→ Exercise prompt: Given the listing that follows, report all lines in which the string "phase" occurs.

→ Input data:
# # #

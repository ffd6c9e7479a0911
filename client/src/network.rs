//! UDP conversation with the simulator's broadcasting interface

use crate::config::ConnectionConfig;
use crate::error::ClientError;
use crate::registry::{CarEntry, CarRegistry, RegistryHandle};
use log::{debug, error, info, warn};
use shared::{
    BroadcastingEvent, CarInfo, InboundMessage, OutboundMessage, RealtimeCarUpdate,
    SessionInfo, TrackData, MAX_DATAGRAM_SIZE,
};
use std::sync::Arc;
use std::time::{Duration, Instant};
use tokio::net::UdpSocket;
use tokio::sync::{broadcast, watch, RwLock};
use tokio::task::JoinHandle;
use tokio::time::{sleep, timeout, timeout_at};

/// Minimum gap between entry-list re-requests triggered by unknown cars
const ENTRY_LIST_RETRY: Duration = Duration::from_secs(1);
const EVENT_CAPACITY: usize = 256;

#[derive(Debug, Clone, Copy, PartialEq, Eq)]
pub enum ConnectionState {
    Disconnected,
    Connecting,
    Connected,
}

/// Everything the client publishes to subscribers
#[derive(Debug, Clone)]
pub enum ClientEvent {
    Registered { connection_id: i32, is_read_only: bool },
    EntryList { car_indexes: Vec<u16> },
    CarDetails(CarInfo),
    CarUpdate(RealtimeCarUpdate),
    SessionUpdate(SessionInfo),
    TrackData(TrackData),
    Broadcasting(BroadcastingEvent),
    /// No datagram for at least the watchdog interval; the client stays connected
    PeerSilent { silent_for: Duration },
    PeerResumed,
    /// Socket-level receive failure; the loop keeps running
    ReceiveError(String),
}
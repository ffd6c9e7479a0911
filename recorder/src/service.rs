//! Supervised monitoring: the poll task, the orchestrator task and the
//! optional broadcast connection, started and stopped as one unit

use crate::config::{MonitorConfig, RecorderConfig};
use crate::error::ServiceError;
use crate::monitor::{LifecycleState, MonitorEvent, Sample, SessionStateMonitor};
use crate::orchestrator::{
    OrchestratorEvent, RecordingOrchestrator, ScreenRecorder, StandingsProvider,
    TelemetryRecorder,
};
use client::{BroadcastClient, ClientEvent, ReadOutcome, SharedStateReader};
use log::{debug, error, info, warn};
use shared::SessionInfo;
use std::sync::Arc;
use std::time::Instant;
use tokio::sync::broadcast::error::RecvError;
use tokio::sync::{broadcast, mpsc, watch};
use tokio::task::JoinHandle;
use tokio::time::{interval, MissedTickBehavior};

const EVENT_CAPACITY: usize = 64;

struct Running {
    shutdown_tx: watch::Sender<bool>,
    poll_task: JoinHandle<SharedStateReader>,
    orchestrator_task: JoinHandle<RecordingOrchestrator>,
}

/// Entry point for callers: `start_monitoring` / `stop_monitoring`
///
/// While running, one task polls shared memory and drives the monitor, and a
/// second task runs the orchestrator so slow recorder launches never stall
/// polling. The reader and orchestrator move into their tasks and come back
/// when monitoring stops, so the service can be restarted.
pub struct RecorderService {
    config: RecorderConfig,
    reader: Option<SharedStateReader>,
    orchestrator: Option<RecordingOrchestrator>,
    client: BroadcastClient,
    orchestrator_events: broadcast::Sender<OrchestratorEvent>,
    monitor_events: broadcast::Sender<MonitorEvent>,
    state_rx: watch::Receiver<LifecycleState>,
    running: Option<Running>,
}

impl RecorderService {
    pub fn new(
        config: RecorderConfig,
        reader: SharedStateReader,
        telemetry: Box<dyn TelemetryRecorder>,
        screen: Box<dyn ScreenRecorder>,
    ) -> Self {
        let orchestrator = RecordingOrchestrator::new(telemetry, screen, config.screen.clone());
        let orchestrator_events = orchestrator.event_sender();
        let client = BroadcastClient::new(config.broadcast.clone().unwrap_or_default());
        let (monitor_events, _) = broadcast::channel(EVENT_CAPACITY);
        let (_, state_rx) = watch::channel(LifecycleState::Off);

        Self {
            config,
            reader: Some(reader),
            orchestrator: Some(orchestrator),
            client,
            orchestrator_events,
            monitor_events,
            state_rx,
            running: None,
        }
    }

    pub fn config(&self) -> &RecorderConfig {
        &self.config
    }

    /// Takes effect on the next `start_monitoring`
    pub fn configure(&mut self, config: RecorderConfig) {
        self.config = config;
    }

    pub fn is_monitoring(&self) -> bool {
        self.running.is_some()
    }

    pub fn lifecycle_state(&self) -> LifecycleState {
        *self.state_rx.borrow()
    }

    pub fn broadcast_client(&self) -> &BroadcastClient {
        &self.client
    }

    pub fn subscribe_monitor(&self) -> broadcast::Receiver<MonitorEvent> {
        self.monitor_events.subscribe()
    }

    pub fn subscribe_orchestrator(&self) -> broadcast::Receiver<OrchestratorEvent> {
        self.orchestrator_events.subscribe()
    }

    /// Connects the optional broadcast channel and spawns the supervised tasks
    ///
    /// A broadcast connection failure is logged and monitoring continues on
    /// shared memory alone. Calling this while already monitoring does nothing.
    pub async fn start_monitoring(&mut self) -> Result<(), ServiceError> {
        if self.running.is_some() {
            warn!("Monitoring already running");
            return Ok(());
        }

        let mut orchestrator = self
            .orchestrator
            .take()
            .ok_or(ServiceError::ComponentLost("recording orchestrator"))?;
        let Some(reader) = self.reader.take() else {
            self.orchestrator = Some(orchestrator);
            return Err(ServiceError::ComponentLost("shared memory reader"));
        };

        orchestrator.set_screen_config(self.config.screen.clone());
        orchestrator.set_standings_provider(None);

        let mut sessions = None;
        if let Some(connection) = &self.config.broadcast {
            self.client.configure(connection.clone());
            let events = self.client.subscribe();
            match self.client.connect().await {
                Ok(()) => {
                    let standings: Arc<dyn StandingsProvider> = Arc::new(self.client.registry());
                    orchestrator.set_standings_provider(Some(standings));
                    sessions = Some(events);
                }
                Err(e) => warn!("Continuing without broadcast data: {}", e),
            }
        }

        let (shutdown_tx, shutdown_rx) = watch::channel(false);
        let (orchestrator_tx, orchestrator_rx) = mpsc::unbounded_channel();
        let (state_tx, state_rx) = watch::channel(LifecycleState::Off);
        self.state_rx = state_rx;

        let poller = Poller {
            reader,
            monitor: SessionStateMonitor::new(self.config.monitor.clone()),
            config: self.config.monitor.clone(),
            sessions,
            orchestrator_tx,
            monitor_events: self.monitor_events.clone(),
            state_tx,
            last_connect_attempt: None,
        };

        self.running = Some(Running {
            shutdown_tx,
            poll_task: tokio::spawn(poller.run(shutdown_rx)),
            orchestrator_task: tokio::spawn(orchestrator.run(orchestrator_rx)),
        });

        info!("Monitoring started");
        Ok(())
    }

    /// Stops polling, lets the orchestrator close any open recording, and
    /// disconnects the broadcast channel
    ///
    /// Returns once both tasks have finished. Calling it again is a no-op.
    pub async fn stop_monitoring(&mut self) {
        let Some(running) = self.running.take() else {
            debug!("Monitoring not running");
            return;
        };

        let _ = running.shutdown_tx.send(true);

        match running.poll_task.await {
            Ok(reader) => self.reader = Some(reader),
            Err(e) => error!("Poll task failed: {}", e),
        }
        match running.orchestrator_task.await {
            Ok(orchestrator) => self.orchestrator = Some(orchestrator),
            Err(e) => error!("Orchestrator task failed: {}", e),
        }

        self.client.disconnect().await;
        info!("Monitoring stopped");
    }
}

/// State owned by the poll task
struct Poller {
    reader: SharedStateReader,
    monitor: SessionStateMonitor,
    config: MonitorConfig,
    sessions: Option<broadcast::Receiver<ClientEvent>>,
    orchestrator_tx: mpsc::UnboundedSender<MonitorEvent>,
    monitor_events: broadcast::Sender<MonitorEvent>,
    state_tx: watch::Sender<LifecycleState>,
    last_connect_attempt: Option<Instant>,
}

impl Poller {
    async fn run(mut self, mut shutdown: watch::Receiver<bool>) -> SharedStateReader {
        let mut ticker = interval(self.config.poll_interval());
        ticker.set_missed_tick_behavior(MissedTickBehavior::Skip);

        loop {
            tokio::select! {
                _ = shutdown.changed() => {
                    let events = self.monitor.shutdown(Instant::now());
                    self.dispatch(events);
                    break;
                },

                _ = ticker.tick() => {
                    let now = Instant::now();
                    let sample = self.sample(now);
                    let events = self.monitor.process(sample, now);
                    self.dispatch(events);
                },

                Some(session) = next_session(&mut self.sessions) => {
                    let events = self.monitor.observe_session(&session, Instant::now());
                    self.dispatch(events);
                },
            }
        }

        self.reader.disconnect();
        debug!("Poll task stopped");
        self.reader
    }

    fn sample(&mut self, now: Instant) -> Sample {
        if !self.reader.is_connected() {
            let due = self.last_connect_attempt.map_or(true, |at| {
                now.duration_since(at) >= self.config.reconnect_interval()
            });
            if !due {
                return Sample::Unavailable;
            }

            self.last_connect_attempt = Some(now);
            if let Err(e) = self.reader.connect() {
                debug!("{}", e);
                return Sample::Unavailable;
            }
        }

        match self.reader.read() {
            Ok(ReadOutcome::Fresh(snapshot)) => Sample::Fresh(snapshot),
            Ok(ReadOutcome::Stale) => Sample::Stale,
            Err(e) => {
                debug!("Shared memory read failed: {}", e);
                Sample::Unavailable
            }
        }
    }

    fn dispatch(&self, events: Vec<MonitorEvent>) {
        if events.is_empty() {
            return;
        }

        for event in events {
            if let Err(e) = self.orchestrator_tx.send(event.clone()) {
                error!("Orchestrator task gone, dropping {:?}", e.0);
            }
            let _ = self.monitor_events.send(event);
        }
        let _ = self.state_tx.send(self.monitor.state());
    }
}

/// Next session update from the broadcast client; pends forever without one
async fn next_session(
    events: &mut Option<broadcast::Receiver<ClientEvent>>,
) -> Option<SessionInfo> {
    let Some(rx) = events.as_mut() else {
        return std::future::pending().await;
    };

    loop {
        match rx.recv().await {
            Ok(ClientEvent::SessionUpdate(session)) => return Some(session),
            Ok(_) => {}
            Err(RecvError::Lagged(skipped)) => debug!("Skipped {} client events", skipped),
            Err(RecvError::Closed) => return None,
        }
    }
}
fn write_lap(w: &mut Writer, lap: &LapInfo) {
    w.i32(lap.lap_time_ms.unwrap_or(NO_TIME));
    w.u16(lap.car_index);
    w.u16(lap.driver_index);
    let count = w.count(lap.splits.len());
    for split in lap.splits.iter().take(count) {
        w.i32(split.unwrap_or(NO_TIME));
    }
    w.bool(lap.is_invalid);
    w.bool(lap.is_valid_for_best);
    w.bool(lap.is_out_lap);
    w.bool(lap.is_in_lap);
}

fn optional_time(raw: i32) -> Option<i32> {
    (raw != NO_TIME).then_some(raw)
}

fn read_session_info(r: &mut Reader) -> Result<SessionInfo, DecodeError> {
    let event_index = r.u16()?;
    let session_index = r.u16()?;
    let session_type = SessionType::from_wire(r.u8()?);
    let phase = SessionPhase::from_wire(r.u8()?);
    let session_time_ms = r.f32()?;
    let remaining_time_ms = r.f32()?;
    let focused_car_index = r.i32()?;
    let active_camera_set = r.string()?;
    let active_camera = r.string()?;
    let hud_page = r.string()?;

    let replay = if r.bool()? {
        Some(ReplayInfo {
            session_time: r.f32()?,
            remaining_time: r.f32()?,
        })
    } else {
        None
    };

    let time_of_day = r.f32()?;
    let weather = Weather {
        ambient_temp: r.u8()?,
        track_temp: r.u8()?,
        cloud_cover: r.u8()? as f32 / 10.0,
        rain_level: r.u8()? as f32 / 10.0,
        wetness: r.u8()? as f32 / 10.0,
    };
    let best_session_lap = read_lap(r)?;

    Ok(SessionInfo {
        event_index,
        session_index,
        session_type,
        phase,
        session_time_ms,
        remaining_time_ms,
        focused_car_index,
        active_camera_set,
        active_camera,
        hud_page,
        replay,
        time_of_day,
        weather,
        best_session_lap,
    })
}

fn write_session_info(w: &mut Writer, info: &SessionInfo) {
    w.u16(info.event_index);
    w.u16(info.session_index);
    w.u8(info.session_type.to_wire());
    w.u8(info.phase.to_wire());
    w.f32(info.session_time_ms);
    w.f32(info.remaining_time_ms);
    w.i32(info.focused_car_index);
    w.string(&info.active_camera_set);
    w.string(&info.active_camera);
    w.string(&info.hud_page);
    match info.replay {
        Some(replay) => {
            w.bool(true);
            w.f32(replay.session_time);
            w.f32(replay.remaining_time);
        }
        None => w.bool(false),
    }
    w.f32(info.time_of_day);
    w.u8(info.weather.ambient_temp);
    w.u8(info.weather.track_temp);
    w.tenths(info.weather.cloud_cover);
    w.tenths(info.weather.rain_level);
    w.tenths(info.weather.wetness);
    write_lap(w, &info.best_session_lap);
}

fn read_realtime_car_update(r: &mut Reader) -> Result<RealtimeCarUpdate, DecodeError> {
    Ok(RealtimeCarUpdate {
        car_index: r.u16()?,
        driver_index: r.u16()?,
        driver_count: r.u8()?,
        gear: (r.u8()? as i16 - 2) as i8,
        world_pos_x: r.f32()?,
        world_pos_y: r.f32()?,
        yaw: r.f32()?,
        location: CarLocation::from_wire(r.u8()?),
        kmh: r.u16()?,
        position: r.u16()?,
        cup_position: r.u16()?,
        track_position: r.u16()?,
        spline_position: r.f32()?,
        laps: r.u16()?,
        delta_ms: r.i32()?,
        best_session_lap: read_lap(r)?,
        last_lap: read_lap(r)?,
        current_lap: read_lap(r)?,
    })
}

fn write_realtime_car_update(w: &mut Writer, update: &RealtimeCarUpdate) {
    w.u16(update.car_index);
    w.u16(update.driver_index);
    w.u8(update.driver_count);
    w.u8((update.gear as i16 + 2) as u8);
    w.f32(update.world_pos_x);
    w.f32(update.world_pos_y);
    w.f32(update.yaw);
    w.u8(update.location.to_wire());
    w.u16(update.kmh);
    w.u16(update.position);
    w.u16(update.cup_position);
    w.u16(update.track_position);
    w.f32(update.spline_position);
    w.u16(update.laps);
    w.i32(update.delta_ms);
    write_lap(w, &update.best_session_lap);
    write_lap(w, &update.last_lap);
    write_lap(w, &update.current_lap);
}

fn read_track_data(r: &mut Reader) -> Result<TrackData, DecodeError> {
    let connection_id = r.i32()?;
    let track_name = r.string()?;
    let track_id = r.i32()?;
    let length_meters = r.i32()?;

    let set_count = r.u8()?;
    let mut camera_sets = Vec::with_capacity(set_count as usize);
    for _ in 0..set_count {
        let name = r.string()?;
        let camera_count = r.u8()?;
        let mut cameras = Vec::with_capacity(camera_count as usize);
        for _ in 0..camera_count {
            cameras.push(r.string()?);
        }
        camera_sets.push(CameraSet { name, cameras });
    }

    let page_count = r.u8()?;
    let mut hud_pages = Vec::with_capacity(page_count as usize);
    for _ in 0..page_count {
        hud_pages.push(r.string()?);
    }

    Ok(TrackData {
        connection_id,
        track_name,
        track_id,
        length_meters,
        camera_sets,
        hud_pages,
    })
}

fn write_track_data(w: &mut Writer, track: &TrackData) {
    w.i32(track.connection_id);
    w.string(&track.track_name);
    w.i32(track.track_id);
    w.i32(track.length_meters);

    let set_count = w.count(track.camera_sets.len());
    for set in track.camera_sets.iter().take(set_count) {
        w.string(&set.name);
        let camera_count = w.count(set.cameras.len());
        for camera in set.cameras.iter().take(camera_count) {
            w.string(camera);
        }
    }

    let page_count = w.count(track.hud_pages.len());
    for page in track.hud_pages.iter().take(page_count) {
        w.string(page);
    }
}

fn read_car_info(r: &mut Reader) -> Result<CarInfo, DecodeError> {
    let car_index = r.u16()?;
    let car_model = r.u8()?;
    let team_name = r.string()?;
    let race_number = r.i32()?;
    let cup_category = r.u8()?;
    let current_driver_index = r.u8()?;
    let nationality = r.u16()?;

    let driver_count = r.u8()?;
    let mut drivers = Vec::with_capacity(driver_count as usize);
    for _ in 0..driver_count {
        drivers.push(DriverInfo {
            first_name: r.string()?,
            last_name: r.string()?,
            short_name: r.string()?,
            category: r.u8()?,
            nationality: r.u16()?,
        });
    }

    Ok(CarInfo {
        car_index,
        car_model,
        team_name,
        race_number,
        cup_category,
        current_driver_index,
        nationality,
        drivers,
    })
}

fn write_car_info(w: &mut Writer, car: &CarInfo) {
    w.u16(car.car_index);
    w.u8(car.car_model);
    w.string(&car.team_name);
    w.i32(car.race_number);
    w.u8(car.cup_category);
    w.u8(car.current_driver_index);
    w.u16(car.nationality);

    let count = w.count(car.drivers.len());
    for driver in car.drivers.iter().take(count) {
        w.string(&driver.first_name);
        w.string(&driver.last_name);
        w.string(&driver.short_name);
        w.u8(driver.category);
        w.u16(driver.nationality);
    }
}

/// Cursor over a datagram. Offsets in errors count from the tag byte.
struct Reader<'a> {
    bytes: &'a [u8],
    pos: usize,
    tag: u8,
}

# # #

→ Written solution:
    let phase = SessionPhase::from_wire(r.u8()?);
        phase,
    w.u8(info.phase.to_wire());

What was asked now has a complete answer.